Principle:Huggingface Datasets CSV Export
| Knowledge Sources | |
|---|---|
| Domains | Data_Engineering, NLP |
| Last Updated | 2026-02-14 18:00 GMT |
Overview
CSV Export is the principle of writing a HuggingFace Dataset out to a CSV file for interchange with external tools.
Description
CSV is a universally supported tabular format readable by spreadsheets, databases, and virtually every data processing library. The CSV Export principle covers serializing an Arrow-backed Dataset into a CSV file, handling batched conversion to avoid excessive memory usage, optional multiprocessing for speed, and forwarding any pandas to_csv keyword arguments (delimiter, quoting, encoding, etc.). The export writes a header row by default and omits the dataframe index.
Usage
Use CSV Export when you need to share a processed dataset with tools or collaborators that expect plain-text CSV files, such as Excel, Google Sheets, R, or legacy data pipelines.

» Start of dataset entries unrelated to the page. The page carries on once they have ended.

//! Background poller that turns quote changes into `price_update` events.

use std::collections::{BTreeSet, HashMap, HashSet};
use std::sync::Arc;
use std::time::Duration;

use log::{debug, info, warn};
use rust_decimal::Decimal;
use tokio::sync::Mutex;
use tokio::task::JoinHandle;

use super::event::HubEvent;
use super::hub::HubHandle;
use crate::errors::{ErrorKind, Result};
use crate::quotes::QuoteClient;

#[derive(Default)]
struct FeedState {
    last_prices: HashMap<String, Decimal>,
    /// Symbols the provider rejected for good; no longer polled.
    unavailable: HashSet<String>,
}

pub struct PriceFeed {
    hub: HubHandle,
    quote_client: QuoteClient,
    watchlist: Vec<String>,
    state: Mutex<FeedState>,
}

impl PriceFeed {
    pub fn new(hub: HubHandle, quote_client: QuoteClient, watchlist: Vec<String>) -> Self {
        Self {
            hub,
            quote_client,
            watchlist: watchlist.iter().map(|s| s.trim().to_uppercase()).collect(),
            state: Mutex::new(FeedState::default()),
        }
    }

    /// Polls the watch list plus every subscribed symbol once and publishes the
    /// prices that moved since the last poll. Returns the number of updates.
    ///
    /// Transient quote failures are retried on the next poll. Symbols the
    /// provider rejects outright are dropped from polling.
    pub async fn poll_once(&self) -> Result<usize> {
        let mut symbols: BTreeSet<String> = self.watchlist.iter().cloned().collect();
        symbols.extend(self.hub.subscribed_symbols().await?);

        let mut state = self.state.lock().await;
        symbols.retain(|symbol| !state.unavailable.contains(symbol));
        if symbols.is_empty() {
            return Ok(0);
        }

        let symbols: Vec<String> = symbols.into_iter().collect();
        let prices = self.quote_client.fetch_quotes(&symbols).await;
        for (symbol, err) in prices.failures() {
            if err.is_transient() {
                debug!("Price feed skipped {} this tick: {}", symbol, err);
            } else {
                warn!("Price feed dropping {}: {}", symbol, err);
                state.unavailable.insert(symbol.clone());
            }
        }

        let mut published = 0;
        for symbol in &symbols {
            let Some(quote) = prices.quote(symbol) else {
                continue;
            };
            if state.last_prices.get(symbol) == Some(&quote.price) {
                continue;
            }
            state.last_prices.insert(symbol.clone(), quote.price);
            self.hub.publish(HubEvent::price_update(quote.clone())).await?;
            published += 1;
        }
        Ok(published)
    }

    /// Polls every `interval` until the hub shuts down.
    pub fn spawn(self: Arc<Self>, interval: Duration) -> JoinHandle<()> {
        tokio::spawn(async move {
            let mut ticker = tokio::time::interval(interval);
            ticker.set_missed_tick_behavior(tokio::time::MissedTickBehavior::Delay);
            loop {
                ticker.tick().await;
                match self.poll_once().await {
                    Ok(0) => {}
                    Ok(n) => debug!("Price feed published {} update(s)", n),
                    Err(e) if e.kind() == ErrorKind::Internal => {
                        info!("Price feed stopping: {}", e);
                        break;
                    }
                    Err(e) => warn!("Price feed poll failed: {}", e),
                }
            }
        })
    }
}
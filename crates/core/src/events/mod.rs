//! Domain events module.
//!
//! Provides domain event types and the sink trait for emitting events
//! after successful ledger mutations. The realtime hub implements the sink
//! to push portfolio updates to subscribed clients.

mod domain_event;
mod sink;

pub use domain_event::*;
pub use sink::*;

It is also useful for creating human-readable snapshots of dataset contents.
Theoretical Basis
Exporting from a columnar Arrow representation to row-oriented CSV requires transposing the data: each Arrow column is read, and corresponding values across columns are joined into delimited text lines. The export pipeline converts Arrow record batches to pandas DataFrames in configurable batch sizes, calls DataFrame.to_csv on each batch, and concatenates the resulting byte strings into the output file. Batching ensures that memory usage stays bounded regardless of dataset size.